February 28, 2013 11:22 am

Your “local” server should have a back up for you to use to restore most if not all of your database.

Kasuha
February 28, 2013 11:38 am

It was possible to google for distinctive features of the replacement page and I have found that all kinds of pages were hacked the same way. So I don’t think it was some kind of anti-skeptic attack, it was much more likely completely random.

February 28, 2013 11:39 am

Agree with the comment on WordPress security and common platforms. Its literally a numbers game for the hackers, no point trying to hack 1 off sites when there are millions of WordPress sites to crawl through. If you run any sort of website you will be common with scripts that hit your site looking for ‘weaknesses’. Also a lot of the plug ins for WordPress are not written to the same high standard as the core code..
That said, if you know what you are doing, it is possible to set up Apache and the environment in general to better ‘defend’ against attack.

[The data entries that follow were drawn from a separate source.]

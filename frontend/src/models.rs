// 重新导出shared crate的数据模型
#[cfg(feature = "mock")]
use std::cell::RefCell;

#[cfg(feature = "mock")]
use async_trait::async_trait;
pub use coursehub_shared::{Category, CourseSummary};
#[cfg(feature = "mock")]
use coursehub_shared::{
    ApiError, CatalogPageData, CategoryRef, CourseApi, CoursePayload, CourseRecord, CourseStatus,
    InstructorInfo, PayloadValue,
};

// =============== Mock 数据 ===============

#[cfg(feature = "mock")]
const MOCK_CATEGORIES: &[(&str, &str, &str)] = &[
    ("cat-web", "Web Development", "Build modern websites and services, front to back."),
    ("cat-data", "Data Science", "Statistics, notebooks and the models built on them."),
    ("cat-sys", "Systems Programming", "Memory, concurrency and the machines underneath."),
];

#[cfg(feature = "mock")]
const MOCK_COURSE_NAMES: &[&str] = &[
    "Intro To Go",
    "Full Stack React",
    "Pandas In Practice",
    "Rust For Backend Engineers",
    "Machine Learning Basics",
    "Operating Systems From Scratch",
    "TypeScript Deep Dive",
    "SQL For Analysts",
];

/// 返回全部课程列表（CourseSummary）。
#[cfg(feature = "mock")]
pub fn get_mock_courses() -> Vec<CourseSummary> {
    MOCK_COURSE_NAMES
        .iter()
        .enumerate()
        .map(|(i, name)| CourseSummary {
            id: format!("course-{:03}", i + 1),
            name: name.to_string(),
            thumbnail: Some(crate::config::asset_path(&format!("static/course-{}.jpg", i % 4 + 1))),
            price: Some(5000 + (i as i64 % 6) * 1000),
            instructor: Some(InstructorInfo {
                first_name: ["Asha", "Ben", "Chen", "Dana"][i % 4].to_string(),
                last_name: "Mentor".to_string(),
            }),
            review_count: (i * 7) % 23,
            created_at: Some(format!("2024-{:02}-10T09:00:00Z", i + 1)),
        })
        .collect()
}

/// 返回分类列表，课程按下标轮流分配到各分类。
#[cfg(feature = "mock")]
pub fn get_mock_categories() -> Vec<Category> {
    let courses = get_mock_courses();
    MOCK_CATEGORIES
        .iter()
        .enumerate()
        .map(|(idx, (id, name, description))| Category {
            id: id.to_string(),
            name: name.to_string(),
            description: description.to_string(),
            courses: courses
                .iter()
                .enumerate()
                .filter(|(i, _)| i % MOCK_CATEGORIES.len() == idx)
                .map(|(_, course)| course.clone())
                .collect(),
        })
        .collect()
}

#[cfg(feature = "mock")]
fn apply_payload(record: &mut CourseRecord, payload: &CoursePayload) -> Result<(), ApiError> {
    let decode_list = |raw: &str| {
        serde_json::from_str::<Vec<String>>(raw).map_err(|e| ApiError::Parse(e.to_string()))
    };
    for (key, value) in payload.parts() {
        let text = match value {
            PayloadValue::Text(text) => text.clone(),
            PayloadValue::File(upload) => {
                crate::config::asset_path(&format!("uploads/{}", upload.file_name))
            },
        };
        match *key {
            "courseName" => record.title = text,
            "courseDescription" => record.short_description = text,
            "price" => {
                record.price = text
                    .parse()
                    .map_err(|_| ApiError::Rejected(format!("invalid price `{text}`")))?
            },
            "tag" => record.tags = decode_list(&text)?,
            "category" => record.category = CategoryRef::Id(text),
            "whatYouWillLearn" => record.benefits = text,
            "instructions" => record.requirements = decode_list(&text)?,
            "thumbnailImage" => record.thumbnail = text,
            "status" => record.status = CourseStatus::Draft,
            _ => {},
        }
    }
    Ok(())
}

/// 内存版后端：保存最近一次创建/编辑的课程。
#[cfg(feature = "mock")]
#[derive(Default)]
pub struct MockCourseApi {
    stored: RefCell<Vec<CourseRecord>>,
}

#[cfg(feature = "mock")]
#[async_trait(?Send)]
impl CourseApi for MockCourseApi {
    async fn create_course(&self, payload: &CoursePayload) -> Result<CourseRecord, ApiError> {
        let mut stored = self.stored.borrow_mut();
        let mut record = CourseRecord {
            id: format!("mock-course-{}", stored.len() + 1),
            ..CourseRecord::default()
        };
        apply_payload(&mut record, payload)?;
        stored.push(record.clone());
        Ok(record)
    }

    async fn edit_course(&self, payload: &CoursePayload) -> Result<CourseRecord, ApiError> {
        let course_id = payload
            .text("courseId")
            .ok_or_else(|| ApiError::Rejected("courseId is required".to_string()))?;
        let mut stored = self.stored.borrow_mut();
        let record = stored
            .iter_mut()
            .find(|record| record.id == course_id)
            .ok_or_else(|| ApiError::Rejected(format!("course `{course_id}` not found")))?;
        apply_payload(record, payload)?;
        Ok(record.clone())
    }

    async fn list_categories(&self) -> Result<Vec<Category>, ApiError> {
        Ok(get_mock_categories())
    }

    async fn category_page(&self, category_id: &str) -> Result<CatalogPageData, ApiError> {
        let categories = get_mock_categories();
        let selected = categories
            .iter()
            .find(|category| category.id == category_id)
            .cloned()
            .ok_or_else(|| ApiError::Rejected("Category not found".to_string()))?;
        let different = categories
            .iter()
            .find(|category| category.id != category_id)
            .cloned();
        let mut most_selling = get_mock_courses();
        most_selling.sort_by(|a, b| b.review_count.cmp(&a.review_count));

        Ok(CatalogPageData {
            selected_category: selected,
            different_category: different,
            most_selling_courses: most_selling,
        })
    }

    async fn list_all_courses(&self) -> Result<Vec<CourseSummary>, ApiError> {
        Ok(get_mock_courses())
    }
}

There are quite a few Apache modules which will detect ‘bad’ requests and stop them dead before they get anywhere near the website code.

DirkH
February 28, 2013 11:40 am

Scuzza Man (@ScuzzaMan) says:
February 28, 2013 at 9:48 am
“The problem with using the corporate “cloud” services – WordPress, Blogger, Amazon EC3, etc – is that they are highly susceptible to political pressure.”
All US American companies are subject to the Patriot act and must allow American services to access all their data. The company is prohibited from telling the customers that it happened.
So, as a European, I wouldn’t use an American hosting company. The Patriot Act affects even their data centres located outside the US.
At least officially, the EU doesn’t have an equivalent to the Patriot Act – for the time being. That doesn’t mean Eurocrats are nice people; maybe they’re just slow.

Thom
February 28, 2013 11:53 am

It is quite clear now that climate change leads to colder-warmer winters, wetter-drier winters, asteroids and website hackings caused by mental illness that stems from climate change.

ZootCadillac
February 28, 2013 12:01 pm

I did mean to comment about this when it was mentioned in earlier comments.
First of all this is not a targeted attack. The script kiddy responsible won’t know the eminent Dr Spencer from the Eminen Dr Dre ( see what I did there? no, of course not, you are scientists )
This is part of an ongoing attack from a basic script in the wild. it comes from an Indonesian girl named gabby who sometimes identifies with a cause to do with the area but mainly it a ‘see what and who we can screw up ).
They look for a certain vulnerability in a blog / host and exploit it if they can. What agenda there may be is never pushed and you can rest assured that this has nothing to do with the site or the climate issue.
If you look at webstats for other similar sites currently running the same script you will see that there is absolutely nothing to tie them together other than they are on the internet and were vulnerable to a stock script that’s been in the wild for over 12 months.
It should be easily fixable with a backup and an addition of code to prevent further backdoor intrusion but Dr Spencer would have to take that up with the bedraggled IT types who no doubt periodically help him with this stuff ( that last part, a bit of poking fun. Forgive me I’m returning from a friend’s funeral )
All in all it’s a grave inconvenience but in the big scheme of things it’s nothing. It’s the web equivalent of having your house TP’d.